Stange gelingt es in seiner überwiegend zeilengetreuen Prosaübersetzung, den Sinn des Originaltextes genau herauszuarbeiten. Darüber hinaus ist seine Übersetzung auch in sich selbst lesenswert, frisch und vielfach sogar elegant. Damit vereint die Ausgabe die Qualitäten von Studien- und Leseausgabe und dürfte auch für eine nicht im Mittelhochdeutschen bewanderte Leserschaft mit Gewinn zu lesen sein.

Die Übersetzung der mit 100 Fabeln, einem Prolog und einem Epilog durchaus umfangreich zu nennenden Fabelsammlung (6572 Verse) kann durchaus als Mammutleistung betrachtet werden, die Stange mit Bravour und Treffsicherheit löst. An einzelnen Stellen ergeben sich, was beim Übersetzen leider generell schwer ganz zu vermeiden ist, Übersetzungsfehler, ohne dass dies der Gesamtleistung Abbruch tun würde.

Hinsichtlich der Übersetzung zu diskutieren wären beispielsweise folgende Stellen:

dô kam ein tigertier gerant, / dem was der schütze nicht bekant, / daz trôst diu kleinen tierlîn / und sprach“ (Nr. 3, V. 25-28) wird von Stange folgendermaßen übersetzt: „Da kam ein Tiger dahergesprungen, der dem Schützen (bisher) nicht bekannt  war – das tröstete die schwachen Tiere –, und er sagte (zu ihnen)“. Obwohl grammatisch möglich, erscheint die Übersetzung im Kontext sinnwidrig. Gemeint ist, dass der Tiger noch nie mit einem Schützen in Berührung gekommen ist und (in seiner Naivität) die anderen Tiere zu beruhigen versucht.

als bald dô kam er vür die tür“ (Nr. 43, V. 35): Stange übersetzt: „Doch bald kam der Hahn (wieder) an die Tür zurück“. Hiermit wird nicht verdeutlicht, dass der Hahn an dieser Stelle vor („vür“) die Tür tritt, also das Haus verlässt.

Das nur bei Boner belegte Kompositum „ketzerwolfen“ (Nr. 93, V. 48) wird von Stange mit „bösartigen Wölfen“ übersetzt, durch den Wortbestandteil „ketzer“ wird aber deutlich, dass die Wölfe für Häretiker stehen sollen. Die Fabel wäre somit nicht einfach als Anweisung zur rechtschaffenen Lebensführung zu verstehen (so Stange im Kommentar), sondern als Warnung vor Häretikern.

sîn hitz und sîn natûr“ (Nr. 60, V. 29) wird sinnvoll mit „seine Vitalität und seine Funktion“ übersetzt, im Kommentar wäre aber ein Hinweis auf die Humoralpathologie wünschenswert gewesen.

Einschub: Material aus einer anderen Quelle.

// Route exports
pub mod investors;
pub mod network;

use actix_web::{web, HttpResponse, Responder};
use std::sync::Arc;

use crate::config::Settings;
use crate::core::{Matcher, PathFinder};
use crate::models::HealthResponse;
use crate::services::{InvestorStore, SocialGraph};

/// Application state shared across all handlers
#[derive(Debug, Clone)]
pub struct AppState {
    pub investors: Arc<InvestorStore>,
    pub matcher: Matcher,
    pub pathfinder: PathFinder,
    pub settings: Arc<Settings>,
}

impl AppState {
    pub fn new(settings: Settings, investors: InvestorStore, graph: SocialGraph) -> Self {
        Self {
            matcher: Matcher::new(settings.matching.options()),
            investors: Arc::new(investors),
            pathfinder: PathFinder::new(Arc::new(graph)),
            settings: Arc::new(settings),
        }
    }

    /// State over the built-in sample data with default settings
    pub fn seeded() -> Self {
        Self::new(Settings::default(), InvestorStore::seeded(), SocialGraph::seeded())
    }
}

pub fn configure_routes(cfg: &mut web::ServiceConfig) {
    cfg.service(
        web::scope("/api/v1")
            .route("/health", web::get().to(health_check))
            .configure(investors::configure)
            .configure(network::configure),
    );
}

/// Health check endpoint
async fn health_check(state: web::Data<AppState>) -> impl Responder {
    HttpResponse::Ok().json(HealthResponse {
        status: "healthy".to_string(),
        version: env!("CARGO_PKG_VERSION").to_string(),
        investors: state.investors.len(),
        profiles: state.pathfinder.graph().len(),
        timestamp: chrono::Utc::now(),
    })
}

schuolpfaffe“ (Nr. 99, Überschrift) wird von Stange nicht, obwohl in der Worterklärung sogar von ihm selbst angegeben, mit „studierter Geistlicher“, sondern sinnwidrig mit „Schulpfarrer“ übersetzt. Das mittelhochdeutsche Wort „pfaffe“ („Pfarrer, Weltgeistlicher“) wird von Stange in dieser wie auch in anderen Fabeln (unter anderem Nr. 82 und Nr. 94) mit „Pfaffe“ wiedergegeben, obwohl das Wort im Neuhochdeutschen, abweichend vom Mittelhochdeutschen, eine verächtlich-abwertende Bedeutung hat.

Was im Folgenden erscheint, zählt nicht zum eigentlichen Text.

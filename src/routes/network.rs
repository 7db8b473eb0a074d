use actix_web::{web, HttpResponse};
use validator::Validate;

use crate::core::outreach_strategy;
use crate::error::EngineError;
use crate::models::{ConnectionPathRequest, OutreachResponse, ProfileSearchResponse, SearchQuery};
use crate::routes::AppState;

/// Configure all network routes
pub fn configure(cfg: &mut web::ServiceConfig) {
    cfg
        .route("/network/path", web::post().to(find_connection_path))
        .route("/network/graph", web::post().to(network_graph))
        .route("/network/outreach", web::post().to(outreach))
        .route("/network/profiles/search", web::get().to(search_profiles))
        .route("/network/profiles/{id}", web::get().to(get_profile));
}

fn validated(req: &ConnectionPathRequest) -> Result<(), EngineError> {
    req.validate().map_err(|errors| {
        tracing::info!("Validation failed for network request: {}", errors);
        EngineError::InvalidInput(errors.to_string())
    })
}

/// Requested depth, or the configured default, capped at the configured limit
fn resolve_depth(state: &AppState, requested: Option<usize>) -> usize {
    let network = &state.settings.network;
    requested.unwrap_or(network.max_depth).min(network.max_depth_limit)
}

/// Connection path endpoint
///
/// POST /api/v1/network/path
///
/// Request body:
/// ```json
/// { "founderId": "founder1", "investorId": "vc1", "maxDepth": 3 }
/// ```
async fn find_connection_path(
    state: web::Data<AppState>,
    req: web::Json<ConnectionPathRequest>,
) -> Result<HttpResponse, EngineError> {
    validated(&req)?;
    let depth = resolve_depth(&state, req.max_depth);

    tracing::info!("Finding paths {} -> {} (max depth {})", req.founder_id, req.investor_id, depth);

    let analysis = state
        .pathfinder
        .find_connection_paths(&req.founder_id, &req.investor_id, depth)?;
    Ok(HttpResponse::Ok().json(analysis))
}

/// POST /api/v1/network/graph
async fn network_graph(
    state: web::Data<AppState>,
    req: web::Json<ConnectionPathRequest>,
) -> Result<HttpResponse, EngineError> {
    validated(&req)?;
    let depth = resolve_depth(&state, req.max_depth);

    let graph = state.pathfinder.network_graph(&req.founder_id, &req.investor_id, depth)?;
    tracing::info!("Found {} paths {} -> {}", graph.total_paths, req.founder_id, req.investor_id);
    Ok(HttpResponse::Ok().json(graph))
}

/// Outreach plan built from the default-depth analysis
///
/// POST /api/v1/network/outreach
async fn outreach(
    state: web::Data<AppState>,
    req: web::Json<ConnectionPathRequest>,
) -> Result<HttpResponse, EngineError> {
    validated(&req)?;
    let depth = resolve_depth(&state, None);

    let analysis = state
        .pathfinder
        .find_connection_paths(&req.founder_id, &req.investor_id, depth)?;

    Ok(HttpResponse::Ok().json(OutreachResponse {
        strategy: outreach_strategy(&analysis),
        target: analysis.target,
        reachable: analysis.reachable,
    }))
}

/// GET /api/v1/network/profiles/search?q={query}
async fn search_profiles(state: web::Data<AppState>, query: web::Query<SearchQuery>) -> HttpResponse {
    let profiles: Vec<_> = state
        .pathfinder
        .graph()
        .search(&query.q)
        .into_iter()
        .cloned()
        .collect();

    HttpResponse::Ok().json(ProfileSearchResponse {
        query: query.q.clone(),
        results: profiles.len(),
        profiles,
    })
}

/// GET /api/v1/network/profiles/{id}
async fn get_profile(
    state: web::Data<AppState>,
    id: web::Path<String>,
) -> Result<HttpResponse, EngineError> {
    let id = id.into_inner();
    let profile = state
        .pathfinder
        .graph()
        .profile(&id)
        .ok_or(EngineError::NotFound(id))?;
    Ok(HttpResponse::Ok().json(profile))
}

Der Kommentarteil bietet Angaben zu Fabeltyp, Quelle, Aufbau und Besonderheiten von Boners Fabeladaption, wiederkehrenden Themen und Motiven, Querverweise zum Abbildungsteil sowie Wort- und Sacherklärungen. Der Kommentar ist überwiegend hilfreich und informativ, wenn auch bei den Wort- und Sacherklärungen vereinzelt etwas zu weitschweifig.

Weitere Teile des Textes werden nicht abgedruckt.